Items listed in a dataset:
════
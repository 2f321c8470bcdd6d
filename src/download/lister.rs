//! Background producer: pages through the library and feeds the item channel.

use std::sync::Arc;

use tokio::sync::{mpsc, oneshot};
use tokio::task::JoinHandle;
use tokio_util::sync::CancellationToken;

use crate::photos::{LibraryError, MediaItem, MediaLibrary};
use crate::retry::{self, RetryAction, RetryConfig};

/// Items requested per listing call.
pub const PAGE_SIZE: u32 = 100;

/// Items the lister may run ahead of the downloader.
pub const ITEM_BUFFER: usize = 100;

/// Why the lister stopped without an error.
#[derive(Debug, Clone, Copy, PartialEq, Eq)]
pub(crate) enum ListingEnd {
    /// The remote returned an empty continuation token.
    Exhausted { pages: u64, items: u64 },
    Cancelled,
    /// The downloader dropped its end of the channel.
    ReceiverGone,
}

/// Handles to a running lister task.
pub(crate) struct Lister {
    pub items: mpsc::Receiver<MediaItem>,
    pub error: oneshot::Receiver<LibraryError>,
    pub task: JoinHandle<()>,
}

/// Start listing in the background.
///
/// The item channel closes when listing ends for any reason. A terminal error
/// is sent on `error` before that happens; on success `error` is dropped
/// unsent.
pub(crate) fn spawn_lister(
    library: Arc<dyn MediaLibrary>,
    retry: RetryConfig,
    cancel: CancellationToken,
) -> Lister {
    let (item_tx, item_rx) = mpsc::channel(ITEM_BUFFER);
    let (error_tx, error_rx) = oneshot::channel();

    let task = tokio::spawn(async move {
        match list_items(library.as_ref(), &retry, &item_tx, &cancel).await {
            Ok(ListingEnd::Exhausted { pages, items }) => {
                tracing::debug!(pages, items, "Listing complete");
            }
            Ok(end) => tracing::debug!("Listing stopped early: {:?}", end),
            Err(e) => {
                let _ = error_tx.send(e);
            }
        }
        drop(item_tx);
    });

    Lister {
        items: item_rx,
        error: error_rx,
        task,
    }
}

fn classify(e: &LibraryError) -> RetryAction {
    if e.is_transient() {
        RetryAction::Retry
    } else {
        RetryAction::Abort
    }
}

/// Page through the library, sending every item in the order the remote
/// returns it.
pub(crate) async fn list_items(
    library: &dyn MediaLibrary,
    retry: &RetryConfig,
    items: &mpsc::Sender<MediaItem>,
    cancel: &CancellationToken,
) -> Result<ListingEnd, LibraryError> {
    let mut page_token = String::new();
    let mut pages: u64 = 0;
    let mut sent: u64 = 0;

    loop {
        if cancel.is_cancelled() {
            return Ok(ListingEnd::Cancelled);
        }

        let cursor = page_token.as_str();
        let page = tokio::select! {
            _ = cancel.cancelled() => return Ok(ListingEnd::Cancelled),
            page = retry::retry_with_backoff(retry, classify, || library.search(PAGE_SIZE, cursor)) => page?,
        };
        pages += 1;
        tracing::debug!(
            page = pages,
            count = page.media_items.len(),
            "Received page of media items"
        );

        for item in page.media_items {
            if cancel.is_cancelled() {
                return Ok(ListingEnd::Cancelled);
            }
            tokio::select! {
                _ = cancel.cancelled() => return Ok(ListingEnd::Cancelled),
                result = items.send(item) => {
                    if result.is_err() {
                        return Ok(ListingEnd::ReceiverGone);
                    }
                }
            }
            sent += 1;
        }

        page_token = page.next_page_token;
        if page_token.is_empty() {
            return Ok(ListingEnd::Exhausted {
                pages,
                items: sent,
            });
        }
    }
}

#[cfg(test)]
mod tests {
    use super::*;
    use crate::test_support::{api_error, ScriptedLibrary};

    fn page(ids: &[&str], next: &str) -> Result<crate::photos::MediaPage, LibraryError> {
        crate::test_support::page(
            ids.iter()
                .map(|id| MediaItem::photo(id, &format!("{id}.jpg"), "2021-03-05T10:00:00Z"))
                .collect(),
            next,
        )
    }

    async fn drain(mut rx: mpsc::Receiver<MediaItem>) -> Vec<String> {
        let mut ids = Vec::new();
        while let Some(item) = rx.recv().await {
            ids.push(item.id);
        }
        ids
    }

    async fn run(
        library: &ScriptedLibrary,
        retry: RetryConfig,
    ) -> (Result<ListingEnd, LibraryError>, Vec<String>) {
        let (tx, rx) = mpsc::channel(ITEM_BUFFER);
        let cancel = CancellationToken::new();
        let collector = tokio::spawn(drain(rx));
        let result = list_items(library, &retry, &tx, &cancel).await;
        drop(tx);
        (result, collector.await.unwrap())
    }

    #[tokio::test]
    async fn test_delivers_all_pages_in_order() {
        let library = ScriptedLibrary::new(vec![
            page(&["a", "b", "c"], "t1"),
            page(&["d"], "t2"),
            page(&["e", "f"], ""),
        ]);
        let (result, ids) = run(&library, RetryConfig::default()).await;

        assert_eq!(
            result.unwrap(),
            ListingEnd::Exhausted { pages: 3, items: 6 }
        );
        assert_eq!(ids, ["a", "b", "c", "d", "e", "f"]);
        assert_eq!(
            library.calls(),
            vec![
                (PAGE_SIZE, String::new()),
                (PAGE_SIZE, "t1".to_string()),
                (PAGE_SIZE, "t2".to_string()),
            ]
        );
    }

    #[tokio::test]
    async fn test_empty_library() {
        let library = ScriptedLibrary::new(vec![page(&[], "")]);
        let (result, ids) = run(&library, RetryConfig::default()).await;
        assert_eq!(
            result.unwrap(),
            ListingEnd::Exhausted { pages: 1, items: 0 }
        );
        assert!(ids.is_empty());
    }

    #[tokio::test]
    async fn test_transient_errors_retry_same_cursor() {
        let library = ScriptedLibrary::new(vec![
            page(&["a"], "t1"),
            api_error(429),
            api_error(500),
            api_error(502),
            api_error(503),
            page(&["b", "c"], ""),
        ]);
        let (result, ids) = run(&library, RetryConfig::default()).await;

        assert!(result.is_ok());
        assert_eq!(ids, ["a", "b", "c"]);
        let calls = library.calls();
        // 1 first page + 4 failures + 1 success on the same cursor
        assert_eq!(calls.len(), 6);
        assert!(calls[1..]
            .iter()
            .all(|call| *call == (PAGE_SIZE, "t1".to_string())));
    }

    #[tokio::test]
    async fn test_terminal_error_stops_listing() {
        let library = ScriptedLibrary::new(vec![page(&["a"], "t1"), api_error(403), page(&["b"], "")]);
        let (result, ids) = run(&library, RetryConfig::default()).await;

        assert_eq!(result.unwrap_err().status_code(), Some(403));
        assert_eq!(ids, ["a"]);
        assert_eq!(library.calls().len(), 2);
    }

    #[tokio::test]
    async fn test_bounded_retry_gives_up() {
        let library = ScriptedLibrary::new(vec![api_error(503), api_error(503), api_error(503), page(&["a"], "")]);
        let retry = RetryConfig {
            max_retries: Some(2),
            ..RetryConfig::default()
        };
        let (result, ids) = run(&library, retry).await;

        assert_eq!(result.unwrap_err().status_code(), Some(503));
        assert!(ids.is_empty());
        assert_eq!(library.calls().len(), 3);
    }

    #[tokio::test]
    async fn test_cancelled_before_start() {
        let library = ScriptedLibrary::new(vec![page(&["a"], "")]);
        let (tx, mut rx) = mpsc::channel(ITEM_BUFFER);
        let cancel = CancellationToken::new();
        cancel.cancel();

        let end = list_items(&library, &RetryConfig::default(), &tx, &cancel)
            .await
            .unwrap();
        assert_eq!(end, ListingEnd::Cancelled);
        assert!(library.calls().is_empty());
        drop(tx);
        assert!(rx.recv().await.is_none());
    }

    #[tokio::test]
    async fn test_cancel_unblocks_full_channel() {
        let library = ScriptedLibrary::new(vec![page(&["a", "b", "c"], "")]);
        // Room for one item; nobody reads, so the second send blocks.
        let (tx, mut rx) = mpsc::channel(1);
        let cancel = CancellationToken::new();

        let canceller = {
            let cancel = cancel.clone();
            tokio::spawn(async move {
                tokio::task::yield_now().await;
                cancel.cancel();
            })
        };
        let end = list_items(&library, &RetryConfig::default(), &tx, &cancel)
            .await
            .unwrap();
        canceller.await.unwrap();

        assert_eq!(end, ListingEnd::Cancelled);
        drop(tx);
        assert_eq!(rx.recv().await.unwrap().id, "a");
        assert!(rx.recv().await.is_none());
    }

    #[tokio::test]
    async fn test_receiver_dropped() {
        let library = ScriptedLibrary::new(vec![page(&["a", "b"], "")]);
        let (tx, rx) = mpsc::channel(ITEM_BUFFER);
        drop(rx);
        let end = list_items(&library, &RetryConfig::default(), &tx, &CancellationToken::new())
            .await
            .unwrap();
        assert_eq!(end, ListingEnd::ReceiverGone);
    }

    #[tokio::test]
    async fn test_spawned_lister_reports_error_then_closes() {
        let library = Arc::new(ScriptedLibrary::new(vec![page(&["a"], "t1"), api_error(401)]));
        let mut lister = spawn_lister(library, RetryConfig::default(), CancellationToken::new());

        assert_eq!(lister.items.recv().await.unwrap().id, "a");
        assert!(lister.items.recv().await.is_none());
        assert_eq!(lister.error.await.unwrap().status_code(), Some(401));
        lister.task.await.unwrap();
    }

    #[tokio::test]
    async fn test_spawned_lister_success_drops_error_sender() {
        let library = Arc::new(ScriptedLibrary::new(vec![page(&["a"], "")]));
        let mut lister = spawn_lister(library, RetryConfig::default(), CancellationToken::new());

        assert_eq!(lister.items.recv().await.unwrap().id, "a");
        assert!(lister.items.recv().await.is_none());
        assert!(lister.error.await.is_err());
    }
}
════
WORK ORDER:
Please go through the data above and copy every line that has the word "oneshot".

WRITTEN ANSWER:
use tokio::sync::{mpsc, oneshot};
    pub error: oneshot::Receiver<LibraryError>,
    let (error_tx, error_rx) = oneshot::channel();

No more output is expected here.